L’omicidio di Vincenzo Costanzo ha esorcizzato il mostro della paura che nei giorni scorsi frenava il desiderio degli abitanti del Parco Conocal di Ponticelli – il rione in cui il 26enne viveva nelle vesti di ras del clan D’Amico – di raccontare i fatti di cui sono a conoscenza, in quanto costretti a vivere a stretto contatto con le dinamiche camorristiche e molto spesso anche a subirle.
Che il giovane nipote acquisito del boss Antonio D’Amico avesse i giorni contati era un dato di fatto ampiamente acquisito dalle famiglie che vivono arroccate nelle loro abitazioni, costrette a convivere con la paura di essere buttate fuori di forza per effetto di quel piano di sfollamento e riassegnazione degli alloggi di proprietà – solo sulla carta – del Comune di Napoli di cui proprio Costanzo si era fatto promotore.
Così come, già da svariati giorni, nel rione si respirava un clima teso, inquietante che lasciava intravedere le crepe che minavano gli equilibri interni al clan capeggiato da Costanzo, forte dell’appoggio dei giovani mariti delle figlie dello zio Antonio D’Amico.
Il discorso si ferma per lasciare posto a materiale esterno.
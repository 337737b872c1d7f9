use comfy_table::{Cell, Table};

use crate::cli::{connect, open_ledger, print_json};
use crate::error::{Result, TitheError};
use crate::fellowship::Fellowship;
use crate::fmt::money;
use crate::ledger::MemberUpdate;
use crate::models::{Member, MemberStatus};
use crate::settings::load_settings;
use crate::store;

fn members_table(members: &[&Member]) -> Table {
    let mut table = Table::new();
    table.set_header(vec!["ID", "Name", "Phone", "Fellowship", "Status", "YTD", "Last Gift"]);
    for m in members {
        table.add_row(vec![
            Cell::new(&m.id),
            Cell::new(&m.name),
            Cell::new(&m.phone),
            Cell::new(m.fellowship),
            Cell::new(m.status.as_str()),
            Cell::new(money(m.ytd_total)),
            Cell::new(m.last_gift_date.as_deref().map(|d| d.get(..10).unwrap_or(d)).unwrap_or("")),
        ]);
    }
    table
}

pub fn add(name: &str, fellowship: &str, phone: Option<&str>, provisional: bool) -> Result<()> {
    let fellowship: Fellowship = fellowship.parse()?;
    let mut ledger = open_ledger()?;
    let member = if provisional {
        ledger.quick_add(name, phone, fellowship)?
    } else {
        ledger.add_member(name, phone.unwrap_or(""), fellowship)?
    };
    println!("Added {} ({}) to {}", member.name, member.id, member.fellowship);
    Ok(())
}

pub fn list(fellowship: Option<&str>, json: bool) -> Result<()> {
    let filter: Option<Fellowship> = fellowship.map(str::parse).transpose()?;
    let ledger = open_ledger()?;
    let mut members: Vec<&Member> = ledger
        .members()
        .iter()
        .filter(|m| filter.map_or(true, |f| m.fellowship == f))
        .collect();
    members.sort_by(|a, b| {
        a.fellowship
            .cmp(&b.fellowship)
            .then_with(|| a.name.to_lowercase().cmp(&b.name.to_lowercase()))
    });

    if json {
        return print_json(&members);
    }
    if members.is_empty() {
        println!("No members.");
        return Ok(());
    }
    println!("Members ({})\n{}", members.len(), members_table(&members));
    Ok(())
}

/// One member with their gift history, read straight from the database.
pub fn show(id: &str, json: bool) -> Result<()> {
    let conn = connect()?;
    let member = store::get_member(&conn, id)?.ok_or_else(|| TitheError::UnknownMember(id.to_string()))?;
    let gifts = store::transactions_for_member(&conn, id)?;
    if json {
        return print_json(&serde_json::json!({ "member": member, "gifts": gifts }));
    }

    println!("{}", members_table(&[&member]));
    if gifts.is_empty() {
        println!("No gifts recorded.");
        return Ok(());
    }
    let mut table = Table::new();
    table.set_header(vec!["Date", "Method", "Amount", "Batch", "Officer"]);
    for t in &gifts {
        table.add_row(vec![
            Cell::new(t.date()),
            Cell::new(t.method),
            Cell::new(money(t.amount)),
            Cell::new(&t.batch_id),
            Cell::new(&t.officer_id),
        ]);
    }
    let total: f64 = gifts.iter().map(|t| t.amount).sum();
    println!("{table}");
    println!("{} gift(s), {} in all", gifts.len(), money(total));
    Ok(())
}

pub fn search(query: &str, json: bool) -> Result<()> {
    let ledger = open_ledger()?;
    let found = ledger.search(query);
    if json {
        return print_json(&found);
    }
    if found.is_empty() {
        println!("No members match \"{query}\" (searches need at least 2 characters).");
        return Ok(());
    }
    println!("{}", members_table(&found));
    Ok(())
}

pub fn edit(
    id: &str,
    name: Option<String>,
    phone: Option<String>,
    fellowship: Option<&str>,
    status: Option<&str>,
) -> Result<()> {
    let update = MemberUpdate {
        name,
        phone,
        fellowship: fellowship.map(str::parse).transpose()?,
        status: status.map(str::parse::<MemberStatus>).transpose()?,
    };
    let mut ledger = open_ledger()?;
    let m = ledger.update_member(id, update)?;
    println!(
        "Updated {}: {} / {} / {} / {}",
        m.id,
        m.name,
        m.phone,
        m.fellowship,
        m.status.as_str()
    );
    Ok(())
}

pub fn delete(id: &str) -> Result<()> {
    let mut ledger = open_ledger()?;
    let name = ledger.member(id).map(|m| m.name.clone()).unwrap_or_default();
    let removed = ledger.delete_member(id)?;
    println!("Deleted {name} ({id}) and {removed} gift(s)");
    Ok(())
}

pub fn recompute_ytd(year: Option<i32>) -> Result<()> {
    let year = year.unwrap_or_else(|| load_settings().year());
    let mut ledger = open_ledger()?;
    let changed = ledger.recompute_ytd(year)?;
    println!("Recomputed {year} totals: {changed} member(s) corrected");
    Ok(())
}
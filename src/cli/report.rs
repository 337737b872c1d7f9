use colored::Colorize;
use comfy_table::{Cell, Table};

use crate::cli::{connect, print_json};
use crate::error::Result;
use crate::fmt::money;
use crate::reports::{period_report, Period, PeriodReport};
use crate::settings::load_settings;
use crate::store;

fn build(year: Option<i32>, month: &str, week: Option<u32>) -> Result<PeriodReport> {
    let year = year.unwrap_or_else(|| load_settings().year());
    let period = Period::new(year, month, week)?;
    let conn = connect()?;
    let txns = store::list_transactions(&conn)?;
    Ok(period_report(&txns, &period))
}

/// Terminal rendering of a period report.
pub(crate) fn format_summary(report: &PeriodReport) -> String {
    let mut out = String::new();
    out.push_str(&format!("{}\n", report.period.title().bold()));

    let mut table = Table::new();
    table.set_header(vec!["Fellowship", "Pastor", "Amount"]);
    for row in &report.breakdown {
        table.add_row(vec![
            Cell::new(row.fellowship),
            Cell::new(row.fellowship.pastor()),
            Cell::new(money(row.amount)),
        ]);
    }
    table.add_row(vec![
        Cell::new("TOTAL".bold()),
        Cell::new(""),
        Cell::new(money(report.total).bold()),
    ]);
    out.push_str(&format!("{table}\n"));

    out.push_str(&format!(
        "Highest: {} ({})\n",
        report.best.names.green(),
        money(report.best.amount)
    ));
    out.push_str(&format!(
        "Lowest:  {} ({})\n",
        report.worst.names.red(),
        money(report.worst.amount)
    ));
    out.push_str(&format!(
        "{} gifts from {} givers, average {}\n",
        report.stats.gifts,
        report.stats.givers,
        money(report.stats.average_gift)
    ));
    let methods: Vec<String> = report
        .methods
        .iter()
        .map(|m| format!("{} {} ({})", m.method, money(m.amount), m.count))
        .collect();
    out.push_str(&format!("By method: {}\n", methods.join("  ")));

    let mut weekly = Table::new();
    weekly.set_header(vec!["Fellowship", "W1", "W2", "W3", "W4", "W5", "Total"]);
    for row in &report.weekly {
        let mut cells = vec![Cell::new(row.fellowship)];
        cells.extend(row.weeks.iter().map(|w| Cell::new(money(*w))));
        cells.push(Cell::new(money(row.total())));
        weekly.add_row(cells);
    }
    out.push_str(&format!("\nWeekly trends ({})\n{weekly}", report.period.month_name()));
    out
}

pub fn summary(year: Option<i32>, month: &str, week: Option<u32>, json: bool) -> Result<()> {
    let report = build(year, month, week)?;
    if json {
        return print_json(&report);
    }
    println!("{}", format_summary(&report));
    Ok(())
}

#[cfg(feature = "pdf")]
pub fn pdf(year: Option<i32>, month: &str, week: Option<u32>, output: Option<String>) -> Result<()> {
    use std::path::PathBuf;

    let report = build(year, month, week)?;
    let path = match output {
        Some(p) => PathBuf::from(p),
        None => crate::settings::get_data_dir()
            .join("exports")
            .join(report.period.pdf_file_name()),
    };
    if let Some(parent) = path.parent() {
        std::fs::create_dir_all(parent)?;
    }
    let bytes = crate::pdf::render_period_report(&report)?;
    std::fs::write(&path, bytes)?;
    println!("Report saved to {}", path.display());
    Ok(())
}
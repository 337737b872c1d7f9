use chrono::{Datelike, Duration, NaiveDate};

use crate::error::{Result, TitheError};

pub const MONTHS: [&str; 12] = [
    "JANUARY",
    "FEBRUARY",
    "MARCH",
    "APRIL",
    "MAY",
    "JUNE",
    "JULY",
    "AUGUST",
    "SEPTEMBER",
    "OCTOBER",
    "NOVEMBER",
    "DECEMBER",
];

/// Week columns per month in the collection sheets.
pub const WEEKS_PER_MONTH: u32 = 5;

/// 1-based month number for an upper- or mixed-case English month name.
pub fn month_number(name: &str) -> Result<u32> {
    let wanted = name.trim().to_uppercase();
    MONTHS
        .iter()
        .position(|m| *m == wanted)
        .map(|i| i as u32 + 1)
        .ok_or_else(|| TitheError::UnknownMonth(name.to_string()))
}

pub fn month_name(month: u32) -> Option<&'static str> {
    MONTHS.get(month.checked_sub(1)? as usize).copied()
}

/// First label in `MONTHS` contained in `label`, e.g. "JANUARY 2025" -> "JANUARY".
pub fn find_month_in(label: &str) -> Option<&'static str> {
    let upper = label.trim().to_uppercase();
    MONTHS.iter().copied().find(|m| upper.contains(m))
}

/// The Sunday for collection week `week` of a month: the first Sunday on or after
/// the 1st, plus `week - 1` whole weeks. Week 5 can land in the next month.
/// Weeks outside `1..=WEEKS_PER_MONTH` are refused.
pub fn sunday_date(year: i32, month: u32, week: u32) -> Result<NaiveDate> {
    if !(1..=WEEKS_PER_MONTH).contains(&week) {
        return Err(TitheError::InvalidWeek(week));
    }
    let first = NaiveDate::from_ymd_opt(year, month, 1)
        .ok_or_else(|| TitheError::UnknownMonth(format!("{year}-{month:02}")))?;
    let offset = (7 - first.weekday().num_days_from_sunday()) % 7;
    first
        .checked_add_signed(Duration::days(offset as i64 + 7 * (week as i64 - 1)))
        .ok_or_else(|| TitheError::Other(format!("week {week} of {year}-{month:02} is out of range")))
}

/// ISO timestamp for `sunday_date`, at midnight UTC.
pub fn sunday_of(year: i32, month_name: &str, week: u32) -> Result<String> {
    let month = month_number(month_name)?;
    Ok(iso_timestamp(sunday_date(year, month, week)?))
}

pub fn iso_timestamp(date: NaiveDate) -> String {
    format!("{}T00:00:00.000Z", date.format("%Y-%m-%d"))
}

/// Parse the date part of an ISO timestamp.
pub fn date_of(timestamp: &str) -> Option<NaiveDate> {
    let day = timestamp.get(..10)?;
    NaiveDate::parse_from_str(day, "%Y-%m-%d").ok()
}

/// Reporting bucket for a date: days 1-7 are week 1, 8-14 week 2, and so on,
/// with everything from the 29th folded into week 5.
pub fn week_of_month(date: NaiveDate) -> u32 {
    ((date.day() - 1) / 7 + 1).min(WEEKS_PER_MONTH)
}

#[cfg(test)]
mod tests {
    use super::*;
    use chrono::Weekday;

    fn is_sunday(date: NaiveDate) -> bool {
        date.weekday() == Weekday::Sun
    }

    #[test]
    fn test_sunday_of_january_2025() {
        // 2025-01-01 is a Wednesday; first Sunday is the 5th.
        assert_eq!(sunday_of(2025, "JANUARY", 1).unwrap(), "2025-01-05T00:00:00.000Z");
        assert_eq!(sunday_of(2025, "January", 2).unwrap(), "2025-01-12T00:00:00.000Z");
        assert_eq!(sunday_of(2025, "january", 5).unwrap(), "2025-02-02T00:00:00.000Z");
    }

    #[test]
    fn test_month_starting_on_sunday() {
        // 2025-06-01 is a Sunday.
        assert_eq!(sunday_of(2025, "JUNE", 1).unwrap(), "2025-06-01T00:00:00.000Z");
        assert_eq!(sunday_of(2025, "JUNE", 5).unwrap(), "2025-06-29T00:00:00.000Z");
    }

    #[test]
    fn test_week_one_is_always_a_sunday_and_weeks_are_seven_days_apart() {
        for year in [2023, 2024, 2025, 2028] {
            for month in 1..=12 {
                let first = sunday_date(year, month, 1).unwrap();
                assert!(is_sunday(first), "{year}-{month}");
                assert!(first.day() <= 7);
                for week in 2..=WEEKS_PER_MONTH {
                    let d = sunday_date(year, month, week).unwrap();
                    assert_eq!((d - first).num_days(), (week as i64 - 1) * 7);
                }
            }
        }
    }

    #[test]
    fn test_unknown_month_is_an_error() {
        assert!(matches!(
            sunday_of(2025, "SMARCH", 1),
            Err(TitheError::UnknownMonth(_))
        ));
    }

    #[test]
    fn test_week_zero_is_an_error() {
        assert!(matches!(sunday_of(2025, "MAY", 0), Err(TitheError::InvalidWeek(0))));
    }

    #[test]
    fn test_weeks_past_five_are_errors() {
        assert!(matches!(sunday_of(2025, "JANUARY", 6), Err(TitheError::InvalidWeek(6))));
        assert!(matches!(sunday_of(2025, "JANUARY", 9), Err(TitheError::InvalidWeek(9))));
        assert!(matches!(
            sunday_of(2025, "JANUARY", 1_000_000_000),
            Err(TitheError::InvalidWeek(1_000_000_000))
        ));
    }

    #[test]
    fn test_week_of_month_buckets() {
        let d = |day| NaiveDate::from_ymd_opt(2025, 3, day).unwrap();
        assert_eq!(week_of_month(d(1)), 1);
        assert_eq!(week_of_month(d(7)), 1);
        assert_eq!(week_of_month(d(8)), 2);
        assert_eq!(week_of_month(d(28)), 4);
        assert_eq!(week_of_month(d(29)), 5);
        assert_eq!(week_of_month(d(31)), 5);
    }

    #[test]
    fn test_bucketing_schemes_disagree_when_week_five_spills() {
        // 2025-02-01 is a Saturday: week 1 is Feb 2, week 5 is Mar 2,
        // which reporting files under March week 1.
        let spill = sunday_date(2025, 2, 5).unwrap();
        assert_eq!(spill, NaiveDate::from_ymd_opt(2025, 3, 2).unwrap());
        assert_eq!(week_of_month(spill), 1);
        // 2025-08-01 is a Friday: week 5 is Aug 31 and both schemes agree.
        assert_eq!(week_of_month(sunday_date(2025, 8, 5).unwrap()), 5);
        // 2024-09-01 is a Sunday: week 2 is Sep 8, bucket 2.
        assert_eq!(week_of_month(sunday_date(2024, 9, 2).unwrap()), 2);
    }

    #[test]
    fn test_month_lookup_helpers() {
        assert_eq!(month_number("march").unwrap(), 3);
        assert_eq!(month_name(12), Some("DECEMBER"));
        assert_eq!(month_name(0), None);
        assert_eq!(month_name(13), None);
        assert_eq!(find_month_in("  January 2025 "), Some("JANUARY"));
        assert_eq!(find_month_in("TOTAL"), None);
    }

    #[test]
    fn test_date_of_timestamp() {
        assert_eq!(
            date_of("2025-01-12T00:00:00.000Z"),
            NaiveDate::from_ymd_opt(2025, 1, 12)
        );
        assert_eq!(date_of("garbage"), None);
    }
}
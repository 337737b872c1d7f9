use std::path::PathBuf;

use tracing::info;

use crate::db::{get_connection, init_db};
use crate::error::Result;
use crate::settings::{load_settings, save_settings, shellexpand_path};

pub fn run(
    data_dir: Option<String>,
    officer_id: Option<String>,
    officer_name: Option<String>,
    year: Option<i32>,
) -> Result<()> {
    let mut settings = load_settings();
    if let Some(dir) = data_dir {
        settings.data_dir = shellexpand_path(&dir);
    }
    if let Some(id) = officer_id {
        settings.officer_id = id;
    }
    if let Some(name) = officer_name {
        settings.officer_name = name;
    }
    if year.is_some() {
        settings.fiscal_year = year;
    }
    save_settings(&settings)?;

    let resolved = PathBuf::from(&settings.data_dir);
    std::fs::create_dir_all(&resolved)?;
    std::fs::create_dir_all(resolved.join("exports"))?;
    std::fs::create_dir_all(resolved.join("backups"))?;

    let conn = get_connection(&resolved.join("tithe.db"))?;
    init_db(&conn)?;
    info!(dir = %resolved.display(), "database initialized");

    println!("Initialized tithe at {}", resolved.display());
    Ok(())
}
use chrono::NaiveDate;
use comfy_table::{Cell, Table};

use crate::cli::{open_ledger, print_json};
use crate::error::{Result, TitheError};
use crate::fmt::money;
use crate::ledger::RegisterFilter;
use crate::models::Transaction;

fn parse_date(raw: Option<&str>, flag: &str) -> Result<Option<NaiveDate>> {
    raw.map(|s| {
        NaiveDate::parse_from_str(s.trim(), "%Y-%m-%d")
            .map_err(|_| TitheError::Other(format!("--{flag} must be YYYY-MM-DD, got {s:?}")))
    })
    .transpose()
}

pub struct ListArgs<'a> {
    pub method: Option<&'a str>,
    pub fellowship: Option<&'a str>,
    pub member: Option<&'a str>,
    pub min: Option<f64>,
    pub max: Option<f64>,
    pub from: Option<&'a str>,
    pub to: Option<&'a str>,
    pub page: usize,
    pub per_page: usize,
    pub csv: bool,
    pub json: bool,
}

fn write_csv(rows: &[&Transaction]) -> Result<()> {
    let mut wtr = csv::Writer::from_writer(std::io::stdout());
    wtr.write_record([
        "id", "date", "member_id", "member_name", "fellowship", "amount", "method", "batch_id", "officer",
    ])?;
    for t in rows {
        let amount = format!("{:.2}", t.amount);
        wtr.write_record([
            t.id.as_str(),
            t.date(),
            t.member_id.as_str(),
            t.member_name.as_str(),
            t.fellowship.name(),
            amount.as_str(),
            t.method.as_str(),
            t.batch_id.as_str(),
            t.officer_id.as_str(),
        ])?;
    }
    wtr.flush()?;
    Ok(())
}

pub fn list(args: ListArgs) -> Result<()> {
    let filter = RegisterFilter {
        method: args.method.map(str::parse).transpose()?,
        fellowship: args.fellowship.map(str::parse).transpose()?,
        member_id: args.member.map(str::to_string),
        min_amount: args.min,
        max_amount: args.max,
        from: parse_date(args.from, "from")?,
        to: parse_date(args.to, "to")?,
    };
    let ledger = open_ledger()?;

    if args.csv {
        let all = ledger.register(&filter, 1, usize::MAX);
        return write_csv(&all.items);
    }

    let page = ledger.register(&filter, args.page, args.per_page);
    if args.json {
        return print_json(&page.items);
    }
    if page.total_items == 0 {
        println!("No transactions.");
        return Ok(());
    }

    let mut table = Table::new();
    table.set_header(vec!["ID", "Date", "Member", "Fellowship", "Method", "Amount", "Batch"]);
    let mut sum = 0.0;
    for t in &page.items {
        sum += t.amount;
        table.add_row(vec![
            Cell::new(&t.id),
            Cell::new(t.date()),
            Cell::new(&t.member_name),
            Cell::new(t.fellowship),
            Cell::new(t.method),
            Cell::new(money(t.amount)),
            Cell::new(&t.batch_id),
        ]);
    }
    println!("{table}");
    println!(
        "Page {}/{}  |  {} matching  |  {} on this page",
        page.page,
        page.total_pages,
        page.total_items,
        money(sum)
    );
    Ok(())
}

pub fn delete(id: &str) -> Result<()> {
    let mut ledger = open_ledger()?;
    let t = ledger.delete_transaction(id)?;
    println!("Deleted {} gift of {} from {}", t.method, money(t.amount), t.member_name);
    Ok(())
}

pub fn undo() -> Result<()> {
    let mut ledger = open_ledger()?;
    match ledger.undo_last()? {
        Some(t) => println!("Undid {} from {} ({})", money(t.amount), t.member_name, t.id),
        None => println!("Nothing to undo in the open batch."),
    }
    Ok(())
}
use std::path::Path;

use rusqlite::Connection;

use crate::error::Result;

pub const SCHEMA: &str = "
CREATE TABLE IF NOT EXISTS members (
    id TEXT PRIMARY KEY,
    name TEXT NOT NULL,
    phone TEXT NOT NULL DEFAULT '0000000000',
    fellowship TEXT NOT NULL,
    status TEXT NOT NULL DEFAULT 'ACTIVE',
    ytd_total REAL NOT NULL DEFAULT 0,
    last_gift_date TEXT,
    created_at TEXT DEFAULT (datetime('now'))
);

CREATE TABLE IF NOT EXISTS batches (
    id TEXT PRIMARY KEY,
    date TEXT NOT NULL,
    status TEXT NOT NULL DEFAULT 'OPEN',
    total_system REAL NOT NULL DEFAULT 0,
    total_cash REAL NOT NULL DEFAULT 0,
    variance REAL NOT NULL DEFAULT 0,
    finalized_by TEXT,
    created_at TEXT DEFAULT (datetime('now'))
);

CREATE TABLE IF NOT EXISTS transactions (
    id TEXT PRIMARY KEY,
    batch_id TEXT NOT NULL,
    member_id TEXT NOT NULL,
    member_name TEXT NOT NULL,
    fellowship TEXT NOT NULL,
    amount REAL NOT NULL CHECK (amount > 0),
    method TEXT NOT NULL DEFAULT 'CASH',
    timestamp TEXT NOT NULL,
    officer_id TEXT NOT NULL,
    officer_name TEXT NOT NULL DEFAULT '',
    created_at TEXT DEFAULT (datetime('now')),
    FOREIGN KEY (member_id) REFERENCES members(id) ON DELETE CASCADE,
    FOREIGN KEY (batch_id) REFERENCES batches(id)
);

CREATE INDEX IF NOT EXISTS idx_transactions_member ON transactions(member_id);
CREATE INDEX IF NOT EXISTS idx_transactions_batch ON transactions(batch_id);

CREATE TABLE IF NOT EXISTS imports (
    id INTEGER PRIMARY KEY,
    filename TEXT NOT NULL,
    fiscal_year INTEGER NOT NULL,
    import_date TEXT DEFAULT (datetime('now')),
    member_count INTEGER,
    transaction_count INTEGER,
    checksum TEXT
);
";

pub fn get_connection(db_path: &Path) -> Result<Connection> {
    let conn = Connection::open(db_path)?;
    conn.execute_batch("PRAGMA journal_mode=WAL; PRAGMA foreign_keys=ON;")?;
    Ok(conn)
}

pub fn init_db(conn: &Connection) -> Result<()> {
    conn.execute_batch(SCHEMA)?;
    Ok(())
}

#[cfg(test)]
pub(crate) fn test_db() -> (tempfile::TempDir, Connection) {
    let dir = tempfile::tempdir().unwrap();
    let conn = get_connection(&dir.path().join("test.db")).unwrap();
    init_db(&conn).unwrap();
    (dir, conn)
}

#[cfg(test)]
mod tests {
    use super::*;

    #[test]
    fn test_init_db_creates_tables() {
        let (_dir, conn) = test_db();
        let tables: Vec<String> = conn
            .prepare("SELECT name FROM sqlite_master WHERE type='table' AND name NOT LIKE 'sqlite_%'")
            .unwrap()
            .query_map([], |row| row.get(0))
            .unwrap()
            .collect::<std::result::Result<Vec<_>, _>>()
            .unwrap();
        for expected in &["members", "transactions", "batches", "imports"] {
            assert!(tables.contains(&expected.to_string()), "missing table: {expected}");
        }
    }

    #[test]
    fn test_init_db_is_idempotent() {
        let (_dir, conn) = test_db();
        init_db(&conn).unwrap();
    }

    #[test]
    fn test_non_positive_amount_rejected_by_schema() {
        let (_dir, conn) = test_db();
        conn.execute(
            "INSERT INTO members (id, name, fellowship) VALUES ('M1', 'Ama', 'Berea')",
            [],
        )
        .unwrap();
        conn.execute(
            "INSERT INTO batches (id, date) VALUES ('B1', '2025-01-05')",
            [],
        )
        .unwrap();
        let err = conn.execute(
            "INSERT INTO transactions (id, batch_id, member_id, member_name, fellowship, amount, timestamp, officer_id) \
             VALUES ('T1', 'B1', 'M1', 'Ama', 'Berea', 0, '2025-01-05T00:00:00.000Z', 'sys')",
            [],
        );
        assert!(err.is_err());
    }

    #[test]
    fn test_deleting_member_cascades() {
        let (_dir, conn) = test_db();
        conn.execute_batch(
            "INSERT INTO members (id, name, fellowship) VALUES ('M1', 'Ama', 'Berea');
             INSERT INTO batches (id, date) VALUES ('B1', '2025-01-05');
             INSERT INTO transactions (id, batch_id, member_id, member_name, fellowship, amount, timestamp, officer_id)
             VALUES ('T1', 'B1', 'M1', 'Ama', 'Berea', 10, '2025-01-05T00:00:00.000Z', 'sys');
             DELETE FROM members WHERE id = 'M1';",
        )
        .unwrap();
        let count: i64 = conn
            .query_row("SELECT count(*) FROM transactions", [], |r| r.get(0))
            .unwrap();
        assert_eq!(count, 0);
    }
}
Un sentore tramutatosi bruscamente in certezza quando hanno udito degli spari provenire dalla strada. Durante una discussione tra alcuni affiliati al clan radicato nel Conocal, qualcuno non avrebbe esitato ad impugnare un’arma e sparare diversi colpo contro un gregario, pur di far valere le sue ragioni.
A riprova del clima di terrore che troneggiava sul Conocal, nessuno ha allertato le forze dell’ordine, temendo di essere identificato, attirando così l’attenzione dei facinorosi che avrebbero finanche avuto un comodo pretesto per sbatterli fuori di casa. Il giovane ferito si sarebbe rifugiato a casa, guardandosi bene dal recarsi in ospedale, pur di non denunciare l’accaduto. Contrastanti le versioni fornite in merito al motivo della lite, qualcuno parla di dissidi di natura economica in relazione alla spartizione dei guadagni che derivano dalla gestione delle piazze di droga, altri fanno riferimento a screzi di carattere personale, una banale lite o una battuta infelice, percepita come una mancanza di rispetto che meritava di essere punita duramente per mettere in chiaro chi ha più potere e voce in capitolo all’interno di uno scenario che si fa sempre più scivoloso.
In un clima di totale omertà, ulteriormente incattivito dagli spari, per la gente del posto è risultato piuttosto facile leggere il copione che di lì a poco sarebbe andato in scena.
Quegli spari, le urla, quella dinamica dei fatti, non sono passati inosservati agli occhi di chi ha sbirciato dalle fessure delle finestre con le dovute cautele per capire cosa stesse accadendo in strada.
Un litigio violento, sfociato nel sangue e che in qualche modo ha sancito un punto di non ritorno che ha concorso a rendere il clima più inquietante e la condanna a morte di Costanzo ancor più palpabile.